*DIRECTIONS FOR THIS TASK*.
Copy, from the material below, each line where "impl" shows up.

*DATASET EXTRACT*.
******
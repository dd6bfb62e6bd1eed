use chrono::{DateTime, NaiveDate, Utc};
use sea_orm::entity::prelude::*;
use serde::{Deserialize, Serialize};

use crate::models::FulfillmentStatus;

/// Material transfer: stock leaves `warehouse` for `to_warehouse`.
#[derive(Clone, Debug, PartialEq, DeriveEntityModel, Serialize, Deserialize)]
#[sea_orm(table_name = "material_transfer_headers")]
pub struct Model {
    #[sea_orm(primary_key, auto_increment = false)]
    pub doc_no: String,
    pub doc_date: NaiveDate,
    pub warehouse: String,
    pub to_warehouse: String,
    pub remark: Option<String>,
    pub status: FulfillmentStatus,
    pub actor: String,
    pub created_at: DateTime<Utc>,
}

#[derive(Copy, Clone, Debug, EnumIter, DeriveRelation)]
pub enum Relation {
    #[sea_orm(has_many = "super::material_transfer_lines::Entity")]
    Lines,
}

impl Related<super::material_transfer_lines::Entity> for Entity {
    fn to() -> RelationDef {
        Relation::Lines.def()
    }
}

impl ActiveModelBehavior for ActiveModel {}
******
*SOLUTION TO THIS PROBLEM*.
impl Related<super::material_transfer_lines::Entity> for Entity {
impl ActiveModelBehavior for ActiveModel {}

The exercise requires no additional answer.